Un protocole induit pour la deuxième année consécutive par la crise sanitaire de Covid-19 et qui ne serait d’ailleurs pas étranger au report décidé par le MESRS, suite à la faible adhésion de la communauté universitaire à la campagne de vaccination lancée depuis le mois de juillet dans les campus et cités universitaires. D’ailleurs, le département d’Abdelbaki Benziane n’a pas omis de renouveler, dans le même communiqué, son appel à la famille universitaire dont les enseignants, les fonctionnaires et les étudiants afin de se rendre dans les centres de vaccination ouverts dans les campus, les cités universitaires et les centres de santé entre le 2 et le 9 octobre. 

Par les chiffres, la rentrée universitaire 2021-2022 qui, une fois de plus, se déroule dans des conditions exceptionnelles en raison de la pandémie de coronavirus, concernera près de 1 670 000 étudiants tous paliers confondus, dont 76 000 doctorants et plus de 33 2000 nouveaux étudiants. Un exercice qui s’appuiera sur le même dispositif hybride consistant en l’alternance d'enseignement en mode présentiel pour les unités fondamentales et méthodologiques et le mode à distance pour les unités transversales et de découverte. Dispositif qui ne fait pas l’unanimité au sein de la communauté universitaire en ce sens qu’il dévoie, selon un bon nombre d’enseignants, les normes classiques et dévalorise l’acte pédagogique.

Pis encore, “même l’évaluation des étudiants devient virtuelle au moment où des inégalités sociales se révèlent, s’agissant de l’accès aux moyens du numérique proprement dit”. Concernant les volets infrastructure et encadrement qui sont à même de garantir une amélioration des conditions pédagogiques dans les structures de l’enseignement supérieur, la réception de plus de 21 000 nouvelles places pédagogiques et près de 10 600 lits sont prévus pour cette rentrée universitaire. Un effort concernant les recrutements de plus de 1 600 nouveaux enseignants universitaires et près de 430 hospitalo-universitaires afin de renforcer le potentiel d’encadrement et de rapprocher progressivement l’université algérienne des standards universels quant au taux d’encadrement a été également consenti cette année, ce qui portera le nombre d'enseignants-chercheurs à près de 65 700, permettant ainsi de maintenir le niveau d'encadrement pédagogique national qui est d'un (1) enseignant pour dix (10) étudiants. L’inauguration du nouveau pôle de Sidi Abdallah qui constitue une nouvelle génération d’universités en Algérie et la création dans un premier temps de deux nouvelles écoles supérieures d’excellence dédiées aux mathématiques et à l’intelligence artificielle est également prévue pour accueillir 2 000 étudiants dès cette rentrée. 

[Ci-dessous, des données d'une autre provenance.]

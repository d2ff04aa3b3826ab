//
//  tfgit
//  cli/commit.rs
//
//  Created by Ngonidzashe Mangudya on 2026/01/12.
//  Copyright (c) 2025 IAMNGONI. All rights reserved.
//

//! Commit commands.

use anyhow::Result;
use clap::{Args, Subcommand};
use console::style;

use super::{GlobalOptions, Session};
use crate::api::git::{
    GitChange, GitCommitChanges, GitCommitRef, GitQueryCommitsCriteria, GitVersionDescriptor,
};
use crate::output::{
    format_date, print_field, print_header, print_optional_field, truncate, TableOutput, TableRow,
};

/// Inspect commits
#[derive(Args, Debug)]
pub struct CommitCommand {
    #[command(subcommand)]
    pub command: CommitSubcommand,
}

#[derive(Subcommand, Debug)]
pub enum CommitSubcommand {
    /// List commits
    #[command(visible_alias = "ls")]
    List(ListArgs),

    /// Show one commit
    View(ViewArgs),

    /// List the files a commit changed
    Changes(ChangesArgs),
}

#[derive(Args, Debug)]
pub struct ListArgs {
    /// Branch to list (defaults to the default branch)
    #[arg(long, short = 'b')]
    pub branch: Option<String>,

    /// Only commits by this author
    #[arg(long)]
    pub author: Option<String>,

    /// Only commits touching this path
    #[arg(long)]
    pub path: Option<String>,

    /// Only commits after this date (ISO 8601)
    #[arg(long)]
    pub since: Option<String>,

    /// Only commits before this date (ISO 8601)
    #[arg(long)]
    pub until: Option<String>,

    /// Maximum number of commits
    #[arg(long, short = 'L', default_value = "30")]
    pub limit: u32,

    /// Number of commits to skip
    #[arg(long)]
    pub skip: Option<u32>,
}

#[derive(Args, Debug)]
pub struct ViewArgs {
    /// Commit id
    pub commit: String,

    /// Include up to this many changed files
    #[arg(long)]
    pub changes: Option<u32>,
}

#[derive(Args, Debug)]
pub struct ChangesArgs {
    /// Commit id
    pub commit: String,

    #[arg(long, short = 'L')]
    pub limit: Option<u32>,

    #[arg(long)]
    pub skip: Option<u32>,
}

impl TableRow for GitCommitRef {
    const HEADERS: &'static [&'static str] = &["Commit", "Author", "Date", "Subject"];

    fn row(&self, color: bool) -> Vec<String> {
        let id = if color {
            style(self.short_id()).yellow().to_string()
        } else {
            self.short_id().to_string()
        };
        vec![
            id,
            self.author
                .as_ref()
                .and_then(|a| a.name.clone())
                .unwrap_or_default(),
            format_date(self.author.as_ref().and_then(|a| a.date.as_ref())),
            truncate(self.subject(), 60),
        ]
    }
}

impl TableOutput for GitCommitRef {
    fn print_table(&self, color: bool) {
        print_header(&format!("commit {}", self.commit_id));
        if let Some(author) = &self.author {
            let who = match (&author.name, &author.email) {
                (Some(name), Some(email)) => format!("{} <{}>", name, email),
                (Some(name), None) => name.clone(),
                (None, Some(email)) => email.clone(),
                (None, None) => String::new(),
            };
            print_field("Author", &who, color);
            print_field("Date", &format_date(author.date.as_ref()), color);
        }
        if let Some(parents) = self.parents.as_ref().filter(|p| !p.is_empty()) {
            print_field("Parents", &parents.join(" "), color);
        }
        print_optional_field("Tree", self.tree_id.as_deref(), color);
        if let Some(comment) = &self.comment {
            println!();
            for line in comment.lines() {
                println!("    {}", line);
            }
        }
        if let Some(changes) = &self.changes {
            println!();
            for change in changes {
                println!("{}", change_line(change, color));
            }
        }
    }
}

impl TableOutput for GitCommitChanges {
    fn print_table(&self, color: bool) {
        if let Some(counts) = &self.change_counts {
            let summary: Vec<String> = counts.iter().map(|(k, v)| format!("{} {}", v, k)).collect();
            print_field("Changes", &summary.join(", "), color);
            println!();
        }
        for change in &self.changes {
            println!("{}", change_line(change, color));
        }
    }
}

fn change_line(change: &GitChange, color: bool) -> String {
    let kind = change.change_type.as_deref().unwrap_or("change");
    let path = change
        .item
        .as_ref()
        .and_then(|i| i.path.as_deref())
        .unwrap_or("");
    let marker = match kind.split(',').next().map(str::trim) {
        Some("add") => "A",
        Some("delete") => "D",
        Some("rename") => "R",
        _ => "M",
    };
    if !color {
        return format!("{} {}", marker, path);
    }
    let marker = match marker {
        "A" => style(marker).green(),
        "D" => style(marker).red(),
        _ => style(marker).yellow(),
    };
    format!("{} {}", marker, path)
}

impl CommitCommand {
    pub async fn run(&self, global: &GlobalOptions) -> Result<()> {
        let session = Session::open(global)?;
        match &self.command {
            CommitSubcommand::List(args) => list(&session, args, global).await,
            CommitSubcommand::View(args) => view(&session, args, global).await,
            CommitSubcommand::Changes(args) => changes(&session, args, global).await,
        }
    }
}

fn criteria(args: &ListArgs) -> GitQueryCommitsCriteria {
    GitQueryCommitsCriteria {
        item_version: args.branch.as_deref().map(GitVersionDescriptor::branch),
        author: args.author.clone(),
        item_path: args.path.clone(),
        from_date: args.since.clone(),
        to_date: args.until.clone(),
        ..Default::default()
    }
}

async fn list(session: &Session, args: &ListArgs, global: &GlobalOptions) -> Result<()> {
    let project = session.context.project_ref();
    let repository = session.context.repo_ref()?;
    let criteria = criteria(args);
    let commits = session
        .client
        .get_commits(
            project.as_ref(),
            &repository,
            Some(&criteria),
            args.skip,
            Some(args.limit),
        )
        .await?;
    global.output().write_list(&commits, "No commits found")
}

async fn view(session: &Session, args: &ViewArgs, global: &GlobalOptions) -> Result<()> {
    let project = session.context.project_ref();
    let repository = session.context.repo_ref()?;
    let commit = session
        .client
        .get_commit(project.as_ref(), &repository, &args.commit, args.changes)
        .await?;
    global.output().write(&commit)
}

async fn changes(session: &Session, args: &ChangesArgs, global: &GlobalOptions) -> Result<()> {
    let project = session.context.project_ref();
    let repository = session.context.repo_ref()?;
    let changes = session
        .client
        .get_changes(
            project.as_ref(),
            &repository,
            &args.commit,
            args.limit,
            args.skip,
        )
        .await?;
    global.output().write(&changes)
}

#[cfg(test)]
mod tests {
    use super::*;
    use crate::api::git::{GitItem, GitVersionType};

    #[test]
    fn test_criteria_from_flags() {
        let args = ListArgs {
            branch: Some("main".to_string()),
            author: None,
            path: Some("/src".to_string()),
            since: None,
            until: None,
            limit: 10,
            skip: None,
        };
        let criteria = criteria(&args);
        let version = criteria.item_version.unwrap();
        assert_eq!(version.version.as_deref(), Some("main"));
        assert_eq!(version.version_type, Some(GitVersionType::Branch));
        assert_eq!(criteria.item_path.as_deref(), Some("/src"));
        assert_eq!(criteria.author, None);
    }

    #[test]
    fn test_change_line_markers() {
        let change = GitChange {
            change_type: Some("delete, sourceRename".to_string()),
            item: Some(GitItem {
                path: Some("/old.txt".to_string()),
                ..Default::default()
            }),
            ..Default::default()
        };
        assert_eq!(change_line(&change, false), "D /old.txt");
    }
}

Ce pôle qui offrira, une fois finalisé, quelque 20 000 places pédagogiques devra être installé progressivement à travers la création de nouvelles écoles à connotation purement technologique à partir de l’année prochaine. Trois nouvelles structures de recherche scientifique, à savoir une plateforme d'automatisme (Sidi-Bel-Abbès), une de robotique (Oran) et une de technique dédiée aux analyses physiques et chimiques (Mostaganem) seront réceptionnées cette année. Le MESRS se penche aussi sur l’amélioration du système national de documentation en ligne à travers la création de bibliothèques virtuelles, l’amélioration du débit internet et la création de structures de liaison entre l’université et les entreprises.